A ja uważam, że rozstania są pożyteczne, co nie znaczy, że łatwe.
Po pierwsze, jest to inwestycja najczęściej - kiedy się jedzie na stypendium czy praktyki na studiach, lub do pracy na jakiś czas po studiach.
Po drugie, nie wyobrażam sobie, że naprawdę dojrzały związek może się rozpaść tylko z powodu niewidzenia się. Przeciez są inne formy kontaktu - nie jest tak, że przez te pół roku jest pustka między nami, dzieje się bardzo dużo, tylko na innej płaszczyźnie. Oczywiście jest tęskonota i liczenie dni do końca, ale i ile radości z powrotu...
Po trzecie - podróże niesamowicie poszerzają horyzonty i dlatego warto jest je podejmować, a przecież chcemy dla naszych połówek jak najlepiej.
Piszę to wszystko z własnego doświadzcenia - mój mąż spędził końcówkę studiow za granicą, ja niestety nie miałam takiej możliwości, choć bardzo chciałam.

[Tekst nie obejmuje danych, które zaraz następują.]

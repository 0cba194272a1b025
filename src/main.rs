use anyhow::{Context, Result};
use clap::{Parser, Subcommand};
use std::path::PathBuf;

use swift_registry::{
    config, create_swift_code, delete_swift_code, get_swift_code, import_file, init_tracing,
    list_country, open_database, verify_count, Config, NewSwiftCode, Page,
};

#[derive(Parser)]
#[command(name = "swift-registry", version, about = "SWIFT/BIC code registry")]
struct Cli {
    #[command(flatten)]
    config: Config,

    #[command(subcommand)]
    command: Command,
}

#[derive(Subcommand)]
enum Command {
    /// Bulk import from a spreadsheet (xlsx or csv)
    Import {
        /// Source file; defaults to the configured data path
        path: Option<PathBuf>,
    },
    /// Show one code; headquarters include their branches
    Get { swift_code: String },
    /// List a country's codes
    Country {
        country_iso2: String,
        #[arg(long, default_value_t = 0)]
        skip: i64,
        #[arg(long, default_value_t = 100)]
        limit: i64,
    },
    /// Add a single code
    Add {
        swift_code: String,
        #[arg(long)]
        bank_name: String,
        #[arg(long)]
        address: Option<String>,
        #[arg(long)]
        country_iso2: String,
        #[arg(long)]
        country_name: String,
    },
    /// Delete a code
    Delete { swift_code: String },
}

fn main() -> Result<()> {
    let dotenv = config::load_dotenv();
    init_tracing();
    if let Some(path) = dotenv {
        tracing::debug!(path = %path.display(), "loaded .env");
    }

    let cli = Cli::parse();
    let conn = open_database(&cli.config.database_path).with_context(|| {
        format!("Failed to open database {}", cli.config.database_path.display())
    })?;

    match cli.command {
        Command::Import { path } => {
            let path = path.unwrap_or_else(|| cli.config.data_path.clone());
            let summary = import_file(&conn, &path)
                .with_context(|| format!("Failed to import {}", path.display()))?;

            println!("{}", summary.summary());
            println!("Database contains {} SWIFT codes", verify_count(&conn)?);
        }
        Command::Get { swift_code } => {
            let view = get_swift_code(&conn, &swift_code)?;
            println!("{}", serde_json::to_string_pretty(&view)?);
        }
        Command::Country {
            country_iso2,
            skip,
            limit,
        } => {
            let listing = list_country(&conn, &country_iso2, Page { skip, limit })?;
            println!("{}", serde_json::to_string_pretty(&listing)?);
        }
        Command::Add {
            swift_code,
            bank_name,
            address,
            country_iso2,
            country_name,
        } => {
            let created = create_swift_code(
                &conn,
                NewSwiftCode {
                    swift_code,
                    bank_name,
                    address,
                    country_iso2,
                    country_name,
                    is_headquarter: None,
                },
            )?;
            println!("SWIFT code '{}' created successfully.", created.swift_code);
        }
        Command::Delete { swift_code } => {
            let deleted = delete_swift_code(&conn, &swift_code)?;
            println!("SWIFT code '{}' deleted successfully.", deleted.swift_code);
        }
    }

    Ok(())
}
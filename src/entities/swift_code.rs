// 🏦 SWIFT Code Entity - headquarters/branch classification
//
// A code's headquarters status is a pure function of the code itself, and the
// headquarters -> branches relationship is a structural one: a branch shares
// the first 8 characters (the institution prefix) with its headquarters.
// Nothing here stores links between records; branches are joined at read time.

use serde::{Deserialize, Serialize};

/// Suffix that marks an 11-character code as a headquarters entry.
pub const HEADQUARTERS_SUFFIX: &str = "XXX";

/// Length of the institution prefix shared by a headquarters and its branches.
pub const PREFIX_LEN: usize = 8;

// ============================================================================
// CLASSIFIER
// ============================================================================

/// True iff `code` ends with `XXX`.
///
/// Expects an already uppercased code.
pub fn is_headquarters(code: &str) -> bool {
    code.ends_with(HEADQUARTERS_SUFFIX)
}

/// First 8 characters of `code`, or `None` when the code is shorter than that.
pub fn institution_prefix(code: &str) -> Option<&str> {
    code.get(..PREFIX_LEN)
}

// ============================================================================
// RECORDS
// ============================================================================

/// A stored SWIFT/BIC record.
///
/// `is_headquarter` is always derived from `swift_code` when the record is
/// built from caller input; see [`SwiftCode::from_new`].
#[derive(Debug, Clone, PartialEq, Eq, Serialize, Deserialize)]
pub struct SwiftCode {
    pub swift_code: String,
    pub bank_name: String,
    pub address: Option<String>,
    pub country_iso2: String,
    pub country_name: String,
    pub is_headquarter: bool,
}

/// Caller-supplied record, before validation.
///
/// `is_headquarter` is accepted so clients may send it, but it never reaches
/// storage.
#[derive(Debug, Clone, PartialEq, Eq, Serialize, Deserialize)]
pub struct NewSwiftCode {
    pub swift_code: String,
    pub bank_name: String,
    #[serde(default)]
    pub address: Option<String>,
    pub country_iso2: String,
    pub country_name: String,
    #[serde(default)]
    pub is_headquarter: Option<bool>,
}

impl SwiftCode {
    /// Build the record to persist from validated input.
    ///
    /// The headquarters flag comes from the code; whatever the caller sent is
    /// dropped.
    pub fn from_new(input: NewSwiftCode) -> Self {
        let is_headquarter = is_headquarters(&input.swift_code);

        SwiftCode {
            swift_code: input.swift_code,
            bank_name: input.bank_name,
            address: input.address,
            country_iso2: input.country_iso2,
            country_name: input.country_name,
            is_headquarter,
        }
    }

    /// Institution prefix of this record's code.
    pub fn prefix(&self) -> Option<&str> {
        institution_prefix(&self.swift_code)
    }

    /// True if `other` is a branch of this headquarters record.
    pub fn has_branch(&self, other: &SwiftCode) -> bool {
        if !self.is_headquarter || self.swift_code.len() != 11 || other.is_headquarter {
            return false;
        }

        match (self.prefix(), other.prefix()) {
            (Some(hq), Some(branch)) => hq == branch,
            _ => false,
        }
    }
}

// ============================================================================
// VIEWS
// ============================================================================

/// Branch entry embedded in a headquarters response. Omits `country_name`.
#[derive(Debug, Clone, PartialEq, Eq, Serialize, Deserialize)]
pub struct BranchView {
    pub swift_code: String,
    pub bank_name: String,
    pub address: Option<String>,
    pub country_iso2: String,
    pub is_headquarter: bool,
}

impl From<SwiftCode> for BranchView {
    fn from(code: SwiftCode) -> Self {
        BranchView {
            swift_code: code.swift_code,
            bank_name: code.bank_name,
            address: code.address,
            country_iso2: code.country_iso2,
            is_headquarter: code.is_headquarter,
        }
    }
}

/// Response shape for a single-code lookup.
///
/// `branches` is present only for headquarters. A branch view has no
/// `branches` key at all, not an empty list.
#[derive(Debug, Clone, PartialEq, Eq, Serialize, Deserialize)]
pub struct SwiftCodeView {
    #[serde(flatten)]
    pub record: SwiftCode,

    #[serde(default, skip_serializing_if = "Option::is_none")]
    pub branches: Option<Vec<BranchView>>,
}

impl SwiftCodeView {
    pub fn is_headquarters(&self) -> bool {
        self.branches.is_some()
    }
}

/// Shape the response for `record`.
///
/// For a headquarters, `branch_lookup` is called once with the institution
/// prefix and its results are embedded in the order returned. For a branch
/// the lookup is never called.
pub fn resolve_view<F, E>(record: SwiftCode, branch_lookup: F) -> Result<SwiftCodeView, E>
where
    F: FnOnce(&str) -> Result<Vec<SwiftCode>, E>,
{
    if !record.is_headquarter {
        return Ok(SwiftCodeView {
            record,
            branches: None,
        });
    }

    let branches = match record.prefix() {
        Some(prefix) => branch_lookup(prefix)?
            .into_iter()
            .filter(|b| record.has_branch(b))
            .map(BranchView::from)
            .collect(),
        None => Vec::new(),
    };

    Ok(SwiftCodeView {
        record,
        branches: Some(branches),
    })
}

/// Response shape for a country listing.
#[derive(Debug, Clone, PartialEq, Eq, Serialize, Deserialize)]
pub struct CountryListing {
    pub country_iso2: String,
    pub country_name: String,
    pub swift_codes: Vec<SwiftCode>,
}

// ============================================================================
// TESTS
// ============================================================================
// SWIFT Codes REST API (axum)
//
// Thin transport over the registry operations. Handlers turn extractor
// rejections into validation errors, take the connection lock for one
// operation, and map error kinds to status codes.

use crate::config::Config;
use crate::entities::{CountryListing, NewSwiftCode, SwiftCodeView};
use crate::error::{IngestError, RegistryError};
use crate::import::import_file;
use crate::registry::{self, Page};
use crate::schema::{self, DEFAULT_PAGE_LIMIT};
use axum::{
    extract::{
        rejection::{JsonRejection, QueryRejection},
        Path, Query, State,
    },
    http::StatusCode,
    response::{IntoResponse, Json, Response},
    routing::{get, post},
    Router,
};
use rusqlite::Connection;
use serde::{Deserialize, Serialize};
use std::sync::{Arc, Mutex, MutexGuard};
use tower_http::cors::CorsLayer;
use tower_http::trace::TraceLayer;

/// Shared application state
#[derive(Clone)]
pub struct AppState {
    db: Arc<Mutex<Connection>>,
    config: Arc<Config>,
}

impl AppState {
    pub fn new(conn: Connection, config: Config) -> Self {
        AppState {
            db: Arc::new(Mutex::new(conn)),
            config: Arc::new(config),
        }
    }

    fn conn(&self) -> Result<MutexGuard<'_, Connection>, ApiError> {
        self.db
            .lock()
            .map_err(|_| ApiError::Internal("database lock poisoned".to_string()))
    }
}

/// Simple status/success message body
#[derive(Debug, Serialize, Deserialize)]
pub struct Message {
    pub message: String,
}

impl Message {
    fn new(message: impl Into<String>) -> Json<Self> {
        Json(Message {
            message: message.into(),
        })
    }
}

#[derive(Debug, Serialize)]
struct ErrorBody {
    detail: String,
}

#[derive(Debug, Deserialize)]
pub struct PageParams {
    skip: Option<i64>,
    limit: Option<i64>,
}

impl From<PageParams> for Page {
    fn from(params: PageParams) -> Self {
        Page {
            skip: params.skip.unwrap_or(0),
            limit: params.limit.unwrap_or(DEFAULT_PAGE_LIMIT),
        }
    }
}

// ============================================================================
// Errors
// ============================================================================

#[derive(Debug)]
pub enum ApiError {
    Registry(RegistryError),
    Ingest(IngestError),
    Internal(String),
}

impl From<RegistryError> for ApiError {
    fn from(err: RegistryError) -> Self {
        ApiError::Registry(err)
    }
}

impl From<IngestError> for ApiError {
    fn from(err: IngestError) -> Self {
        ApiError::Ingest(err)
    }
}

impl IntoResponse for ApiError {
    fn into_response(self) -> Response {
        let (status, detail) = match self {
            ApiError::Registry(err) => {
                let status = match &err {
                    RegistryError::Validation(_) => StatusCode::UNPROCESSABLE_ENTITY,
                    RegistryError::NotFound(_) => StatusCode::NOT_FOUND,
                    RegistryError::Conflict(_) => StatusCode::CONFLICT,
                    RegistryError::Storage(_) => StatusCode::INTERNAL_SERVER_ERROR,
                };
                (status, err.to_string())
            }
            ApiError::Ingest(err) => match err {
                IngestError::FileNotFound(_) => (StatusCode::BAD_REQUEST, err.to_string()),
                IngestError::UnsupportedFormat(_)
                | IngestError::MissingColumns(_)
                | IngestError::Read(_) => (
                    StatusCode::BAD_REQUEST,
                    format!("Error processing file structure or content: {err}"),
                ),
            },
            ApiError::Internal(message) => {
                tracing::error!(%message, "internal error");
                (
                    StatusCode::INTERNAL_SERVER_ERROR,
                    "An unexpected error occurred.".to_string(),
                )
            }
        };

        (status, Json(ErrorBody { detail })).into_response()
    }
}

fn invalid(err: schema::ValidationError) -> ApiError {
    ApiError::Registry(RegistryError::Validation(vec![err]))
}

// ============================================================================
// API Handlers
// ============================================================================

/// GET / - Welcome message
async fn root() -> impl IntoResponse {
    Message::new("Welcome to the SWIFT Codes API.")
}

/// GET /health - Health check
async fn health_check() -> impl IntoResponse {
    Json(serde_json::json!({ "status": "ok" }))
}

/// GET /v1/swift-codes/:swift_code - One code; HQ responses embed branches
async fn get_swift_code(
    State(state): State<AppState>,
    Path(swift_code): Path<String>,
) -> Result<Json<SwiftCodeView>, ApiError> {
    let conn = state.conn()?;
    let view = registry::get_swift_code(&*conn, &swift_code)?;
    Ok(Json(view))
}

/// GET /v1/swift-codes/country/:country_iso2 - Paginated country listing
async fn get_country(
    State(state): State<AppState>,
    Path(country_iso2): Path<String>,
    params: Result<Query<PageParams>, QueryRejection>,
) -> Result<Json<CountryListing>, ApiError> {
    let Query(params) = params.map_err(|rejection| {
        invalid(schema::ValidationError::new("query", &rejection.body_text()))
    })?;

    let conn = state.conn()?;
    let listing = registry::list_country(&*conn, &country_iso2, params.into())?;
    Ok(Json(listing))
}

/// POST /v1/swift-codes - Create a record
async fn create_swift_code(
    State(state): State<AppState>,
    body: Result<Json<NewSwiftCode>, JsonRejection>,
) -> Result<impl IntoResponse, ApiError> {
    let Json(input) = body.map_err(|rejection| {
        invalid(schema::ValidationError::new("body", &rejection.body_text()))
    })?;

    let conn = state.conn()?;
    let created = registry::create_swift_code(&*conn, input)?;

    Ok((
        StatusCode::CREATED,
        Message::new(format!(
            "SWIFT code '{}' created successfully.",
            created.swift_code
        )),
    ))
}

/// DELETE /v1/swift-codes/:swift_code - Remove a record
async fn delete_swift_code(
    State(state): State<AppState>,
    Path(swift_code): Path<String>,
) -> Result<Json<Message>, ApiError> {
    let conn = state.conn()?;
    let deleted = registry::delete_swift_code(&*conn, &swift_code)?;

    Ok(Message::new(format!(
        "SWIFT code '{}' deleted successfully.",
        deleted.swift_code
    )))
}

/// POST /v1/load-data - Bulk import from the configured spreadsheet
async fn load_data(State(state): State<AppState>) -> Result<Json<Message>, ApiError> {
    let data_path = state.config.data_path.clone();

    let summary = tokio::task::spawn_blocking(move || -> Result<_, ApiError> {
        let conn = state.conn()?;
        import_file(&*conn, &data_path).map_err(ApiError::from)
    })
    .await
    .map_err(|e| ApiError::Internal(format!("import task failed: {e}")))??;

    Ok(Message::new(summary.summary()))
}

// ============================================================================
// Router
// ============================================================================

pub fn build_router(state: AppState) -> Router {
    let swift_routes = Router::new()
        .route("/", post(create_swift_code))
        .route(
            "/:swift_code",
            get(get_swift_code).delete(delete_swift_code),
        )
        .route("/country/:country_iso2", get(get_country));

    Router::new()
        .route("/", get(root))
        .route("/health", get(health_check))
        .route("/v1/load-data", post(load_data))
        .nest("/v1/swift-codes", swift_routes)
        .with_state(state)
        .layer(TraceLayer::new_for_http())
        .layer(CorsLayer::permissive())
}
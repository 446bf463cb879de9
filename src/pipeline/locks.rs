use std::collections::HashMap;
use std::sync::{Arc, Mutex};
use tokio::sync::{Mutex as AsyncMutex, OwnedMutexGuard};

/// Serializes work per (repository, branch): a repository sync and a build + start never
/// overlap with another one for the same branch.
#[derive(Clone, Default)]
pub struct DeploymentLocks {
    locks: Arc<Mutex<HashMap<(String, String), Arc<AsyncMutex<()>>>>>,
}

impl DeploymentLocks {
    pub fn new() -> Self {
        Self::default()
    }

    pub async fn acquire(&self, repository_id: &str, branch: &str) -> OwnedMutexGuard<()> {
        let lock = {
            let mut locks = self
                .locks
                .lock()
                .unwrap_or_else(|poisoned| poisoned.into_inner());
            locks
                .entry((repository_id.to_string(), branch.to_string()))
                .or_default()
                .clone()
        };
        tracing::debug!(repository_id, branch, "Waiting for deployment lock");
        lock.lock_owned().await
    }
}

#[cfg(test)]
mod tests {
    use super::*;
    use std::time::Duration;

    #[tokio::test]
    async fn test_same_branch_is_serialized() {
        let locks = DeploymentLocks::new();
        let guard = locks.acquire("acme/shop", "main").await;

        let other = locks.clone();
        let waiter = tokio::spawn(async move {
            let _guard = other.acquire("acme/shop", "main").await;
        });
        tokio::time::sleep(Duration::from_millis(20)).await;
        assert!(!waiter.is_finished());

        drop(guard);
        waiter.await.unwrap();
    }

    #[tokio::test]
    async fn test_other_branch_is_independent() {
        let locks = DeploymentLocks::new();
        let _main = locks.acquire("acme/shop", "main").await;
        let _dev = tokio::time::timeout(Duration::from_millis(100), locks.acquire("acme/shop", "dev"))
            .await
            .expect("dev branch must not wait on main");
    }
}
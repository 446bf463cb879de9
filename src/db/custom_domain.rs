use crate::models;
use chrono::{DateTime, Utc};
use sqlx::PgPool;
use tracing::Instrument;

#[derive(sqlx::FromRow)]
struct CustomDomainRow {
    id: i32,
    project_id: i32,
    domain: String,
    zone_id: String,
    a_record_id: String,
    cname_record_id: String,
    live: bool,
    created_at: DateTime<Utc>,
    updated_at: DateTime<Utc>,
}

impl From<CustomDomainRow> for models::CustomDomain {
    fn from(row: CustomDomainRow) -> Self {
        models::CustomDomain {
            id: row.id,
            project_id: row.project_id,
            domain: row.domain,
            zone_id: row.zone_id,
            a_record_id: row.a_record_id,
            cname_record_id: row.cname_record_id,
            live: row.live,
            created_at: row.created_at,
            updated_at: row.updated_at,
        }
    }
}

pub async fn insert(
    pool: &PgPool,
    mut domain: models::CustomDomain,
) -> Result<models::CustomDomain, String> {
    let query_span = tracing::info_span!("Saving custom domain", domain = %domain.domain);
    sqlx::query_scalar::<_, i32>(
        r#"
        INSERT INTO custom_domain (project_id, domain, zone_id, a_record_id, cname_record_id, live)
        VALUES ($1, $2, $3, $4, $5, $6)
        ON CONFLICT (domain) DO UPDATE
            SET zone_id = EXCLUDED.zone_id,
                a_record_id = EXCLUDED.a_record_id,
                cname_record_id = EXCLUDED.cname_record_id,
                updated_at = NOW()
        RETURNING id
        "#,
    )
    .bind(domain.project_id)
    .bind(&domain.domain)
    .bind(&domain.zone_id)
    .bind(&domain.a_record_id)
    .bind(&domain.cname_record_id)
    .bind(domain.live)
    .fetch_one(pool)
    .instrument(query_span)
    .await
    .map(move |id| {
        domain.id = id;
        domain
    })
    .map_err(|err| {
        tracing::error!("Failed to insert custom domain: {:?}", err);
        "Failed to insert".to_string()
    })
}

pub async fn fetch_by_domain(
    pool: &PgPool,
    domain: &str,
) -> Result<Option<models::CustomDomain>, String> {
    sqlx::query_as::<_, CustomDomainRow>(
        r#"
        SELECT id, project_id, domain, zone_id, a_record_id, cname_record_id, live,
               created_at, updated_at
        FROM custom_domain
        WHERE domain = $1
        LIMIT 1
        "#,
    )
    .bind(domain)
    .fetch_optional(pool)
    .await
    .map(|row| row.map(models::CustomDomain::from))
    .map_err(|err| {
        tracing::error!("Failed to fetch custom domain: {:?}", err);
        "Could not fetch data".to_string()
    })
}

pub async fn mark_live(pool: &PgPool, id: i32) -> Result<(), String> {
    sqlx::query("UPDATE custom_domain SET live = TRUE, updated_at = NOW() WHERE id = $1")
        .bind(id)
        .execute(pool)
        .await
        .map(|_| ())
        .map_err(|err| {
            tracing::error!("Failed to mark custom domain live: {:?}", err);
            "Failed to update custom domain".to_string()
        })
}
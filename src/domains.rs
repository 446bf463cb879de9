use crate::connectors::{DnsProvider, DnsRecordType, Zone};
use crate::db::CustomDomainStore;
use crate::dns::{registrable_domain, zone_candidates, DnsJob};
use crate::errors::PipelineError;
use crate::models::CustomDomain;
use crate::queue::JobQueue;
use regex::Regex;
use std::sync::{Arc, OnceLock};

const SSL_MODE: &str = "full";

fn is_valid_domain(domain: &str) -> bool {
    static DOMAIN: OnceLock<Regex> = OnceLock::new();
    let re = DOMAIN.get_or_init(|| {
        Regex::new(r"^([a-z0-9]([a-z0-9-]{0,61}[a-z0-9])?\.)+[a-z]{2,63}$").expect("static regex")
    });
    domain.len() <= 253 && re.is_match(domain)
}

/// Points a custom domain at this server and schedules its propagation check.
pub struct DomainAttacher {
    provider: Arc<dyn DnsProvider>,
    domains: Arc<dyn CustomDomainStore>,
    queue: Arc<dyn JobQueue<DnsJob>>,
    server_ip: String,
    fallback_name_servers: Vec<String>,
}

impl DomainAttacher {
    pub fn new(
        provider: Arc<dyn DnsProvider>,
        domains: Arc<dyn CustomDomainStore>,
        queue: Arc<dyn JobQueue<DnsJob>>,
        server_ip: impl Into<String>,
        fallback_name_servers: Vec<String>,
    ) -> Self {
        Self {
            provider,
            domains,
            queue,
            server_ip: server_ip.into(),
            fallback_name_servers,
        }
    }

    /// The most specific zone the account already has for `domain`, else a new zone for its
    /// registered domain.
    async fn zone_for(&self, domain: &str) -> Result<Zone, PipelineError> {
        for candidate in zone_candidates(domain) {
            if let Some(zone) = self.provider.find_zone(&candidate).await? {
                return Ok(Zone {
                    name: if zone.name.is_empty() { candidate } else { zone.name },
                    ..zone
                });
            }
        }

        let apex = registrable_domain(domain);
        let zone = self.provider.ensure_zone(&apex).await?;
        Ok(Zone {
            name: if zone.name.is_empty() { apex } else { zone.name },
            ..zone
        })
    }

    #[tracing::instrument(name = "Attach custom domain", skip(self))]
    pub async fn attach(&self, project_id: i32, domain: &str) -> Result<CustomDomain, PipelineError> {
        let domain = domain.trim().trim_end_matches('.').to_ascii_lowercase();
        if !is_valid_domain(&domain) {
            return Err(PipelineError::Validation(format!("invalid domain {}", domain)));
        }
        if self
            .domains
            .find_by_domain(&domain)
            .await
            .map_err(PipelineError::Store)?
            .is_some()
        {
            return Err(PipelineError::Validation(format!(
                "domain {} is already attached",
                domain
            )));
        }

        let zone = self.zone_for(&domain).await?;
        let a_record_id = self
            .provider
            .ensure_record(&zone.id, DnsRecordType::A, &domain, &self.server_ip)
            .await?;
        let cname_record_id = self
            .provider
            .ensure_record(
                &zone.id,
                DnsRecordType::Cname,
                &format!("www.{}", domain),
                &domain,
            )
            .await?;
        self.provider.set_ssl_mode(&zone.id, SSL_MODE).await?;

        let custom_domain = self
            .domains
            .insert(CustomDomain::new(
                project_id,
                domain.clone(),
                zone.id.clone(),
                a_record_id.clone(),
                cname_record_id.clone(),
            ))
            .await
            .map_err(PipelineError::Store)?;

        let name_servers = if zone.name_servers.is_empty() {
            self.fallback_name_servers.clone()
        } else {
            zone.name_servers
        };
        self.queue
            .enqueue(DnsJob {
                domain,
                project_id,
                zone_id: zone.id,
                zone_name: zone.name,
                a_record_id,
                cname_record_id,
                attempts: 0,
                name_servers,
            })
            .await?;
        tracing::info!(domain = %custom_domain.domain, "Propagation check scheduled");
        Ok(custom_domain)
    }
}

Było to już w narzeczeństwie - ja, zostając, miałam też poczucie trochę innego życia, więcej czasu dla siebie, koleżanek, różnych innych znajomości, które odeszły w cień wcześniej - i to zaprocentowało, kiedy on wrócił.
Mąż obecny z kolei nawiązał masę przyjaźni na stypendium - i dzięki temu mamy masę znajomych za granicą, co też jest fajne i pożyteczne.
I na takie rzeczy jest czas własnie przed ślubem, po ślubie, hmm... mąż pracował kilka miesięcy w innym mieście - dla doświadczenia i dla pienieczdzy, których bardzo potrzebowaliśmy, ja akurat kończyłam studia, i wtedy to było ciężkie, ale też - nie jakiś straszny dramat, po prostu ciężikie, ale dzięki temu mogliśmy kupić mieszkanie, więc było warto się przemęczyć.
Zupełnie nie wyobrażam sobie za to rozstań, kiedy będą dzieci - to jest nieprzekraczalna granica, którą sobie postawiliśmy.
Uff..
Ale się rozpisałam, a chciałam napisać tylko, żebyś sie, Strzygo, nie martwiła - rozstanie na pewno zaprocentuje!